*** Opening of RECORD EXTRACTS ***

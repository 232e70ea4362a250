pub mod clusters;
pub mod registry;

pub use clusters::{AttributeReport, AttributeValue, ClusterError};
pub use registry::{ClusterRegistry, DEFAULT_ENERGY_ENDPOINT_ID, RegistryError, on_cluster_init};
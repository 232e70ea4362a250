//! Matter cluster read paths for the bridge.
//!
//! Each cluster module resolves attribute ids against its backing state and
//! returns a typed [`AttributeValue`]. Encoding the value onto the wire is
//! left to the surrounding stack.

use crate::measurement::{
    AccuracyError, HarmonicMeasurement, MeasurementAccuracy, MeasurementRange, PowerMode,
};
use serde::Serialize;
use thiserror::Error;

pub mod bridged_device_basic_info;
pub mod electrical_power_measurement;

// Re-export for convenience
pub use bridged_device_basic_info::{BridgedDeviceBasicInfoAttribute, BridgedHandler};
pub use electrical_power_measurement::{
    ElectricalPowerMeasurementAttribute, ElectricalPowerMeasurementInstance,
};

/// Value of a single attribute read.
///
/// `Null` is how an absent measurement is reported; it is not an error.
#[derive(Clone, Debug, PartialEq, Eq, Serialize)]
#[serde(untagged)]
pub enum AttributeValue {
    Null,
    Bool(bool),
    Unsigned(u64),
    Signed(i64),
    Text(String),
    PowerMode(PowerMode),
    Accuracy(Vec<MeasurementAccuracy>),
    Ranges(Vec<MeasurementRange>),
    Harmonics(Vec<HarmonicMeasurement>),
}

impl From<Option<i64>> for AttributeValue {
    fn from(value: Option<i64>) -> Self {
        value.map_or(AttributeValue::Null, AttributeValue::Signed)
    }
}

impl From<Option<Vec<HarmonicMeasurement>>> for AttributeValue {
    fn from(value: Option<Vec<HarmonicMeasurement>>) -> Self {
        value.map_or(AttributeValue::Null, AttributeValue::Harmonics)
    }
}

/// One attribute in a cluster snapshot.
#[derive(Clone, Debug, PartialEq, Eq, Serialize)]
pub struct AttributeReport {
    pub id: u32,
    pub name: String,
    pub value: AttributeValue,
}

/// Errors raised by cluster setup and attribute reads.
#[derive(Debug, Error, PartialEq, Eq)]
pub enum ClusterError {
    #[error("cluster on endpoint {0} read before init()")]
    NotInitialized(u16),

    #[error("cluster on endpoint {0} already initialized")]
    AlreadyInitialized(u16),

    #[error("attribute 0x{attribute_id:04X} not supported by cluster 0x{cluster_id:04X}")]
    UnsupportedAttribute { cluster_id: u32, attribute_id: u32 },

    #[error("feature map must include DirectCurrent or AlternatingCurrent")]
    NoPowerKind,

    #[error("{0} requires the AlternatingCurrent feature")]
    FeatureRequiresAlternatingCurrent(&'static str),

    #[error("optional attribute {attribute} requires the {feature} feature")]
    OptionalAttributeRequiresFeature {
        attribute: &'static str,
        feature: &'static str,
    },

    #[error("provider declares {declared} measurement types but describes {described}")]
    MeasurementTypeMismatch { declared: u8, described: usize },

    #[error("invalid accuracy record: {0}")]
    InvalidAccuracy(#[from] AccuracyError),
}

*** Close of RECORD EXTRACTS ***

DESCRIPTION OF THE TASK. Repeat each entry exactly.

RESPONSE BOX.
repository 232e70ea4362a250
pub mod clusters;
pub mod registry;

pub use clusters::{AttributeReport, AttributeValue, ClusterError};
pub use registry::{ClusterRegistry, DEFAULT_ENERGY_ENDPOINT_ID, RegistryError, on_cluster_init};
repository 232e70ea4362a250
//! Matter cluster read paths for the bridge.
//!
//! Each cluster module resolves attribute ids against its backing state and
//! returns a typed [`AttributeValue`]. Encoding the value onto the wire is
//! left to the surrounding stack.

use crate::measurement::{
    AccuracyError, HarmonicMeasurement, MeasurementAccuracy, MeasurementRange, PowerMode,
};
use serde::Serialize;
use thiserror::Error;

pub mod bridged_device_basic_info;
pub mod electrical_power_measurement;

// Re-export for convenience
pub use bridged_device_basic_info::{BridgedDeviceBasicInfoAttribute, BridgedHandler};
pub use electrical_power_measurement::{
    ElectricalPowerMeasurementAttribute, ElectricalPowerMeasurementInstance,
};

/// Value of a single attribute read.
///
/// `Null` is how an absent measurement is reported; it is not an error.
#[derive(Clone, Debug, PartialEq, Eq, Serialize)]
#[serde(untagged)]
pub enum AttributeValue {
    Null,
    Bool(bool),
    Unsigned(u64),
    Signed(i64),
    Text(String),
    PowerMode(PowerMode),
    Accuracy(Vec<MeasurementAccuracy>),
    Ranges(Vec<MeasurementRange>),
    Harmonics(Vec<HarmonicMeasurement>),
}

impl From<Option<i64>> for AttributeValue {
    fn from(value: Option<i64>) -> Self {
        value.map_or(AttributeValue::Null, AttributeValue::Signed)
    }
}

impl From<Option<Vec<HarmonicMeasurement>>> for AttributeValue {
    fn from(value: Option<Vec<HarmonicMeasurement>>) -> Self {
        value.map_or(AttributeValue::Null, AttributeValue::Harmonics)
    }
}

/// One attribute in a cluster snapshot.
#[derive(Clone, Debug, PartialEq, Eq, Serialize)]
pub struct AttributeReport {
    pub id: u32,
    pub name: String,
    pub value: AttributeValue,
}

/// Errors raised by cluster setup and attribute reads.
#[derive(Debug, Error, PartialEq, Eq)]
pub enum ClusterError {
    #[error("cluster on endpoint {0} read before init()")]
    NotInitialized(u16),

    #[error("cluster on endpoint {0} already initialized")]
    AlreadyInitialized(u16),

    #[error("attribute 0x{attribute_id:04X} not supported by cluster 0x{cluster_id:04X}")]
    UnsupportedAttribute { cluster_id: u32, attribute_id: u32 },

    #[error("feature map must include DirectCurrent or AlternatingCurrent")]
    NoPowerKind,

    #[error("{0} requires the AlternatingCurrent feature")]
    FeatureRequiresAlternatingCurrent(&'static str),

    #[error("optional attribute {attribute} requires the {feature} feature")]
    OptionalAttributeRequiresFeature {
        attribute: &'static str,
        feature: &'static str,
    },

    #[error("provider declares {declared} measurement types but describes {described}")]
    MeasurementTypeMismatch { declared: u8, described: usize },

    #[error("invalid accuracy record: {0}")]
    InvalidAccuracy(#[from] AccuracyError),
}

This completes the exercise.